One of the most important considerations when quantifying AMU is the unit of measurement, known as an indicator. Collineau et al. defined such indicators as “the number of ‘technical’ units of measurement (i.e., the amount of antimicrobials) consumed and normalized by the population at risk of being treated in a defined period” (14). The numerator, the amount of antimicrobials consumed, is generally expressed in terms of the weight of active ingredient or the number of Defined Daily Doses (DDD). The DDD system, developed by the World Health organization as a standardized method to measure drug consumption, assigns a specific dose to each drug or product and thus accounts for differences in potency between the various antimicrobial drugs (20). This method was first adopted for use in animals by the Vetstat system (21). Alternatively, the numerator may be expressed in terms of the number of animals treated (or equivalently, the number of treatment days). The denominator is a measure of the population of animals at risk of treatment and can be expressed in terms of the number of individuals in the population or its weight of biomass. The denominator may measure the population in terms of the numbers of animals produced, the numbers of animals present or in terms of animal time (e.g., animal days).
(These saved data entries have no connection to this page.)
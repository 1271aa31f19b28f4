//! Block-scoped edits.
//!
//! A block is the run of lines starting at a given line whose right-trimmed
//! content is non-empty. It ends at the first blank line or at the end of
//! the document. Blocks are never stored. They are found by scanning when
//! an operation needs one.
//!
//! [`Editor::for_each_line_in_block`] is the primitive: it runs a line
//! action once per block line at a fixed column. Block-mode typing and
//! deleting, comment toggling, sorting and replacement are built on it or
//! on [`Editor::block`].

use tracing::debug;

use crate::editor::Editor;
use crate::error::{Error, Result};
use crate::position::{LineIndex, Position};

impl Editor {
    // -- Iteration ----------------------------------------------------------

    /// Run `f` on every line of the block under the cursor.
    ///
    /// Before each call the cursor column is reset to the column it had on
    /// the first line. `f` returns false to stop early. Afterwards the
    /// cursor goes back to the first row of the block, keeping the column
    /// the last call left it at.
    pub fn for_each_line_in_block<F>(&mut self, mut f: F)
    where
        F: FnMut(&mut Self) -> bool,
    {
        let first = self.pos;
        let mut last_x = (first.screen_x, first.offset_x);
        while !self.empty_right_trimmed_line() {
            self.pos.screen_x = first.screen_x;
            self.pos.offset_x = first.offset_x;
            if !f(self) {
                break;
            }
            last_x = (self.pos.screen_x, self.pos.offset_x);
            if self.data_y() + 1 >= self.len() {
                break;
            }
            self.pos.screen_y = first.screen_y;
            self.pos.offset_y += 1;
            if self.empty_line() {
                break;
            }
        }
        self.pos.screen_y = first.screen_y;
        self.pos.offset_y = first.offset_y;
        (self.pos.screen_x, self.pos.offset_x) = last_x;
        self.lines.normalize();
    }

    // -- Reading ------------------------------------------------------------

    /// The lines of the block starting at line `n`.
    #[must_use]
    pub fn block_lines(&self, n: LineIndex) -> Vec<String> {
        (n..self.len())
            .map(|y| self.lines.line(y))
            .take_while(|line| line.iter().any(|c| !c.is_whitespace()))
            .map(|line| line.iter().collect())
            .collect()
    }

    /// The block starting at line `n`, each line followed by `\n`.
    #[must_use]
    pub fn block(&self, n: LineIndex) -> String {
        self.block_lines(n)
            .into_iter()
            .map(|mut line| {
                line.push('\n');
                line
            })
            .collect()
    }

    fn require_block(&self) -> Result<()> {
        if self.empty_right_trimmed_line() {
            return Err(Error::NothingToOperateOn);
        }
        Ok(())
    }

    // -- Structural block edits ---------------------------------------------

    /// Remove the block under the cursor. Returns how many lines went.
    ///
    /// # Errors
    ///
    /// [`Error::NothingToOperateOn`] on a blank line.
    pub fn delete_block(&mut self, mut bookmark: Option<&mut Position>) -> Result<usize> {
        self.require_block()?;
        let y = self.data_y();
        let count = self.block_lines(y).len();
        for _ in 0..count {
            self.delete_line_move_bookmark(y, bookmark.as_deref_mut());
        }
        debug!(y, count, "deleted block");
        Ok(count)
    }

    /// Insert `lines` at the cursor row, pushing the current line down,
    /// and optionally one empty line after them. The cursor stays on the
    /// first inserted line.
    pub fn insert_block<S: AsRef<str>>(&mut self, lines: &[S], add_empty_line: bool) {
        self.insert_block_at(self.data_y(), lines, add_empty_line);
    }

    fn insert_block_at<S: AsRef<str>>(&mut self, y: LineIndex, lines: &[S], add_empty_line: bool) {
        let mut at = y;
        for line in lines {
            self.lines.insert_line(at);
            self.lines.set_line_str(at, line.as_ref());
            at += 1;
        }
        if add_empty_line {
            self.lines.insert_line(at);
        }
        self.mark_changed();
        self.go_to(y);
        debug!(y, count = lines.len(), "inserted block");
    }

    /// Sort the lines of the block under the cursor.
    ///
    /// # Errors
    ///
    /// [`Error::NothingToOperateOn`] on a blank line.
    pub fn sort_block(&mut self, bookmark: Option<&mut Position>) -> Result<()> {
        self.require_block()?;
        let mut lines = self.block_lines(self.data_y());
        lines.sort();
        self.replace_block_lines(&lines, bookmark)
    }

    /// Replace the block under the cursor with the lines of `text`. A single
    /// trailing newline in `text` is ignored.
    ///
    /// # Errors
    ///
    /// [`Error::NothingToOperateOn`] on a blank line.
    pub fn replace_block(&mut self, text: &str, bookmark: Option<&mut Position>) -> Result<()> {
        self.require_block()?;
        let text = text.strip_suffix('\n').unwrap_or(text);
        let lines: Vec<&str> = text.split('\n').collect();
        self.replace_block_lines(&lines, bookmark)
    }

    fn replace_block_lines<S: AsRef<str>>(
        &mut self,
        lines: &[S],
        bookmark: Option<&mut Position>,
    ) -> Result<()> {
        let y = self.data_y();
        self.home();
        self.delete_block(bookmark)?;
        self.insert_block_at(y, lines, false);
        Ok(())
    }

    // -- Comments -----------------------------------------------------------

    /// True when the cursor line starts with `marker` after indentation.
    #[must_use]
    pub fn current_line_commented(&self, marker: &str) -> bool {
        self.trimmed_line().starts_with(marker)
    }

    /// Prefix the cursor line with `marker` and a space.
    pub fn comment_on(&mut self, marker: &str) {
        let line = self.current_line();
        self.set_current_line(&format!("{marker} {line}"));
    }

    /// Remove the first `marker` (and one following space) from the cursor
    /// line, if the line is commented.
    pub fn comment_off(&mut self, marker: &str) {
        let line = self.current_line();
        let trimmed = line.trim();
        let with_space = format!("{marker} ");
        let uncommented = if trimmed.starts_with(&with_space) {
            line.replacen(&with_space, "", 1)
        } else if trimmed.starts_with(marker) {
            line.replacen(marker, "", 1)
        } else {
            return;
        };
        self.set_current_line(&uncommented);
        if self.after_end_of_line() {
            self.end();
        }
    }

    /// Comment the block under the cursor in or out.
    ///
    /// When more than half of the block's lines are commented, every line
    /// is uncommented. Otherwise every line is commented.
    ///
    /// # Errors
    ///
    /// [`Error::NothingToOperateOn`] on a blank line.
    pub fn toggle_comment_block(&mut self, marker: &str) -> Result<()> {
        self.require_block()?;
        let lines = self.block_lines(self.data_y());
        let commented = lines
            .iter()
            .filter(|l| l.trim_start().starts_with(marker))
            .count();
        if commented * 2 > lines.len() {
            self.for_each_line_in_block(|e| {
                e.comment_off(marker);
                true
            });
        } else {
            self.for_each_line_in_block(|e| {
                e.comment_on(marker);
                true
            });
        }
        Ok(())
    }
}

// ---------------------------------------------------------------------------
// Tests
// ---------------------------------------------------------------------------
The population's weight of biomass is determined by assigning an average weight to its constituent species and, where applicable, production categories or age groups. It is also worth noting, that when considering the particular time period under study (e.g., a calendar year), a certain proportion of the population may have been treated with antimicrobials in the preceding period and furthermore, species with more than one production cycle per year (e.g., pigs and poultry) may not have been at risk for the entire period used to calculate the denominator. Therefore, unless the population is studied batch by batch, measurement of AMU is often a proxy representation of AMU at population level rather than a measurement of actual exposure for every individual/batch.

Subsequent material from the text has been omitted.